─── SUPPLIED RECORDS

//! Word-level Markov chain model.
//!
//! - Prefix windows and the start token (`Prefix`, `Token`)
//! - Weighted suffix tables (`SuffixTable`)
//! - The prefix → suffix chain and its builder (`Chain`)
//! - Text and binary persistence (`ModelFormat`, `LoadOptions`)
//! - The weighted random walk (`Generator`)

/// Fixed-length prefix windows.
pub mod prefix;

/// Words observed after a prefix, with weighted sampling.
pub mod suffix;

/// The chain itself: construction from text and lookups.
pub mod chain;

/// Save/load in the line-oriented text format or with `postcard`.
pub mod store;

/// Random walk producing text from a chain.
pub mod generator;
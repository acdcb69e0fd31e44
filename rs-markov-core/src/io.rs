use std::fs::{self, File};
use std::io::{BufReader, BufWriter};
use std::path::Path;

use crate::error::{MarkovError, Result};

/// Reads a text file and splits it into whitespace-delimited words.
///
/// Invalid UTF-8 sequences become U+FFFD instead of failing the read.
pub(crate) fn read_words<P: AsRef<Path>>(filename: P) -> Result<Vec<String>> {
	let bytes = read_bytes(filename)?;
	Ok(String::from_utf8_lossy(&bytes).split_whitespace().map(str::to_owned).collect())
}

/// Reads a whole file as raw bytes.
pub(crate) fn read_bytes<P: AsRef<Path>>(filename: P) -> Result<Vec<u8>> {
	let path = filename.as_ref();
	fs::read(path).map_err(|source| MarkovError::OpenInput { path: path.to_owned(), source })
}

/// Opens a buffered reader over a file.
pub(crate) fn open_reader<P: AsRef<Path>>(filename: P) -> Result<BufReader<File>> {
	let path = filename.as_ref();
	File::open(path)
		.map(BufReader::new)
		.map_err(|source| MarkovError::OpenInput { path: path.to_owned(), source })
}

/// Creates (or truncates) a file and wraps it in a buffered writer.
pub(crate) fn create_writer<P: AsRef<Path>>(filename: P) -> Result<BufWriter<File>> {
	let path = filename.as_ref();
	File::create(path)
		.map(BufWriter::new)
		.map_err(|source| MarkovError::WriteModel { path: path.to_owned(), source })
}

/// Lowercased extension of a path, if it has one.
///
/// Examples:
/// - `"./data/model.BIN"` → `Some("bin")`
/// - `"model"` → `None`
pub(crate) fn extension<P: AsRef<Path>>(input_path: P) -> Option<String> {
	input_path
		.as_ref()
		.extension()
		.map(|ext| ext.to_string_lossy().to_lowercase())
}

──────

> DIRECTIONS: Return only the part of the records above that opens with the line containing "pub mod suffix;" and closes with the line containing "as raw bytes.", ends included.

> FINISHED EXERCISE:
pub mod suffix;

/// The chain itself: construction from text and lookups.
pub mod chain;

/// Save/load in the line-oriented text format or with `postcard`.
pub mod store;

/// Random walk producing text from a chain.
pub mod generator;
repository acdcb69e0fd31e44
filename rs-markov-core/src/io.rs
use std::fs::{self, File};
use std::io::{BufReader, BufWriter};
use std::path::Path;

use crate::error::{MarkovError, Result};

/// Reads a text file and splits it into whitespace-delimited words.
///
/// Invalid UTF-8 sequences become U+FFFD instead of failing the read.
pub(crate) fn read_words<P: AsRef<Path>>(filename: P) -> Result<Vec<String>> {
	let bytes = read_bytes(filename)?;
	Ok(String::from_utf8_lossy(&bytes).split_whitespace().map(str::to_owned).collect())
}

/// Reads a whole file as raw bytes.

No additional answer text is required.